Zeng Yangfa, Keay Lisa, He Mingguang, Mai Jingcheng, Munoz Beatriz, Brady Christopher, Friedman David S
State Key Laboratory of Ophthalmology, Zhongshan Ophthalmic Center, Sun Yat-sen University, Guangzhou, China.
Ophthalmology. 2009 Oct;116(10):1839-45. doi: 10.1016/j.ophtha.2009.04.004. Epub 2009 Jul 9.
We sought to evaluate visual performance and satisfaction with ready-made spectacles (RMS) in Chinese school-aged children with uncorrected refractive error.
Randomized, double-blind, clinical trial.
Junior high school students from urban Guangzhou, China, aged approximately 12 to 15 years with > or =1 diopter (D) of uncorrected spherical equivalent (SE) refractive error. Students were excluded with > or =2.00 D astigmatism, > or =2 D myopic anisometropia, and > or =1 D hyperopic anisometropia and ocular disease affecting vision.
Refractive error was determined by cycloplegic subjective refraction. Students were randomly assigned to receive RMS or custom spectacles (CS) and assessed after 1 month of use. We required 175 students to complete in each arm to be able to measure a 15% difference in compliance.
Compliance with spectacles lens wear, patterns of use, vision, symptoms, and perceived value.

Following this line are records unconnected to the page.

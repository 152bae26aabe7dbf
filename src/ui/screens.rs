//! Screen layouts drawn through the [`Display`] capability.
//!
//! Full-screen functions clear, draw and present. `update_*` functions
//! only repaint their own region so the rest of the frame stays put.

use core::fmt::Write;

use heapless::String;

use crate::config::{
    CURSOR_Y, DIGIT_OFFSETS, MAIN_MENU_ROWS, PRESET_ROW_STEP, PRESET_ROW_Y, SCREEN_HEIGHT,
    SCREEN_WIDTH, SELECTOR_GLYPH, SELECTOR_H, SELECTOR_W, SELECTOR_X, TITLE_X, TITLE_Y, VALUE_H,
    VALUE_W, VALUE_X, VALUE_Y,
};
use crate::engine::pomodoro::PRESETS;
use crate::error::Error;
use crate::hal::Display;
use crate::time::{Digit, Time};

/// One-pixel border around the whole panel.
pub fn draw_frame<D: Display>(display: &mut D) {
    let w = SCREEN_WIDTH as u32;
    let h = SCREEN_HEIGHT as u32;
    display.fill_rect(0, 0, w, 1, true);
    display.fill_rect(0, SCREEN_HEIGHT - 1, w, 1, true);
    display.fill_rect(0, 0, 1, h, true);
    display.fill_rect(SCREEN_WIDTH - 1, 0, 1, h, true);
}

fn begin<D: Display>(display: &mut D, title: &str) {
    display.clear();
    draw_frame(display);
    display.draw_text(title, TITLE_X, TITLE_Y);
}

/// Blank framed screen with a title.
pub fn show_title<D: Display>(display: &mut D, title: &str) -> Result<(), Error> {
    begin(display, title);
    display.present()
}

pub fn show_welcome<D: Display>(display: &mut D) -> Result<(), Error> {
    begin(display, "Bem vindo ao");
    display.draw_text("Study Buddy", 10, 20);
    display.draw_text("clique A para", 10, 40);
    display.draw_text("continuar", 10, 50);
    display.present()
}

pub fn show_main_menu<D: Display>(display: &mut D, selected: usize) -> Result<(), Error> {
    display.clear();
    draw_frame(display);
    display.draw_text("Alarme", 22, 10);
    display.draw_text("de estudos", 22, 20);
    display.draw_text("Metodo", 22, 40);
    display.draw_text("pomodoro", 20, 50);
    update_main_selector(display, selected)
}

/// Move the main menu selector to `selected`.
pub fn update_main_selector<D: Display>(display: &mut D, selected: usize) -> Result<(), Error> {
    for row in MAIN_MENU_ROWS {
        display.fill_rect(SELECTOR_X, row, SELECTOR_W, SELECTOR_H, false);
    }
    let row = MAIN_MENU_ROWS[selected % MAIN_MENU_ROWS.len()];
    display.draw_text(SELECTOR_GLYPH, SELECTOR_X, row);
    display.present()
}

pub fn show_pomodoro_menu<D: Display>(display: &mut D, selected: usize) -> Result<(), Error> {
    display.clear();
    draw_frame(display);
    display.draw_text("Metodo pomodoro", 6, TITLE_Y);
    for (row, preset) in PRESETS.iter().enumerate() {
        let y = PRESET_ROW_Y + row as i32 * PRESET_ROW_STEP;
        display.draw_text(preset.label, 20, y);
    }
    update_preset_selector(display, selected)
}

/// Move the preset selector to `selected`.
pub fn update_preset_selector<D: Display>(display: &mut D, selected: usize) -> Result<(), Error> {
    let column_h = PRESET_ROW_STEP as u32 * PRESETS.len() as u32;
    display.fill_rect(SELECTOR_X, PRESET_ROW_Y, SELECTOR_W, column_h, false);
    let y = PRESET_ROW_Y + (selected % PRESETS.len()) as i32 * PRESET_ROW_STEP;
    display.draw_text(SELECTOR_GLYPH, SELECTOR_X, y);
    display.present()
}

/// Repaint the centred value box with `text`.
pub fn update_value<D: Display>(display: &mut D, text: &str) -> Result<(), Error> {
    display.fill_rect(VALUE_X, VALUE_Y, VALUE_W, VALUE_H, false);
    display.draw_text(text, VALUE_X, VALUE_Y);
    display.present()
}

/// Repaint the editor value and the cursor under the selected digit.
pub fn update_editor<D: Display>(display: &mut D, value: Time, cursor: Digit) -> Result<(), Error> {
    let mut text: String<5> = String::new();
    write!(text, "{}", value)?;
    display.fill_rect(VALUE_X, VALUE_Y, VALUE_W, VALUE_H, false);
    display.draw_text(&text, VALUE_X, VALUE_Y);
    display.fill_rect(VALUE_X, CURSOR_Y, VALUE_W, SELECTOR_H, false);
    display.draw_text(SELECTOR_GLYPH, VALUE_X + DIGIT_OFFSETS[cursor.index()], CURSOR_Y);
    display.present()
}

pub fn show_editor<D: Display>(
    display: &mut D,
    title: &str,
    value: Time,
    cursor: Digit,
) -> Result<(), Error> {
    begin(display, title);
    update_editor(display, value, cursor)
}

/// Framed title plus a value box, used by both countdown engines.
pub fn show_countdown<D: Display>(display: &mut D, title: &str, text: &str) -> Result<(), Error> {
    begin(display, title);
    update_value(display, text)
}

pub fn show_alarm_ringing<D: Display>(display: &mut D) -> Result<(), Error> {
    begin(display, "Alarme!");
    display.draw_text("Clique A para", 10, 30);
    display.draw_text("desligar", 10, 40);
    display.present()
}

/// Blank, unframed panel shown just before rebooting.
pub fn show_blank<D: Display>(display: &mut D) -> Result<(), Error> {
    display.clear();
    display.present()
}

/// Seconds as `HH:MM:SS`.
pub fn format_hms(seconds: u32) -> Result<String<8>, Error> {
    let mut text = String::new();
    write!(
        text,
        "{:02}:{:02}:{:02}",
        seconds / 3600,
        (seconds % 3600) / 60,
        seconds % 60
    )?;
    Ok(text)
}

/// Seconds as `MM:SS`; minutes are not wrapped into hours.
pub fn format_ms(seconds: u32) -> Result<String<8>, Error> {
    let mut text = String::new();
    write!(text, "{:02}:{:02}", seconds / 60, seconds % 60)?;
    Ok(text)
}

Screening identified 965 of 4607 (20.9%) students with reduced distance vision; 212 of the 965 (22.0%) refused evaluation and 187 of the 965 (20.8%) had <1 D of SE refractive error. Sixty-one (6.3%) were referred for further evaluation and the remaining 495 (51.3%) participated. Social, demographic, and ocular parameters were similar in the 2 groups. Average SE refractive error was -2.57+/-1.31 (mean value +/- standard deviation [SD]). Spectacle vision (Snellen acuity, mean +/- SD) was worse with RMS in the eye with lower SE (20/25(-0.5)+/-0.9 lines vs 20/25(+1)+/-0.7 lines; P = 0.004) and higher SE (20/25(-2)+/-1.2 lines vs 20/25(+1)+/-0.8; P<0.001). There were no differences (P>0.05) in the rate of use (94.3% vs 92.2%), wearing to the 1-month visit (46.9% vs 51.5%), planned use (93.3% vs 93.7%), value (89.5% vs 91.7% "moderate or high value or most valued possession"), or symptoms (blur, 21.1% vs 19.4% [P = 0.8] and other symptoms [P>0.2]).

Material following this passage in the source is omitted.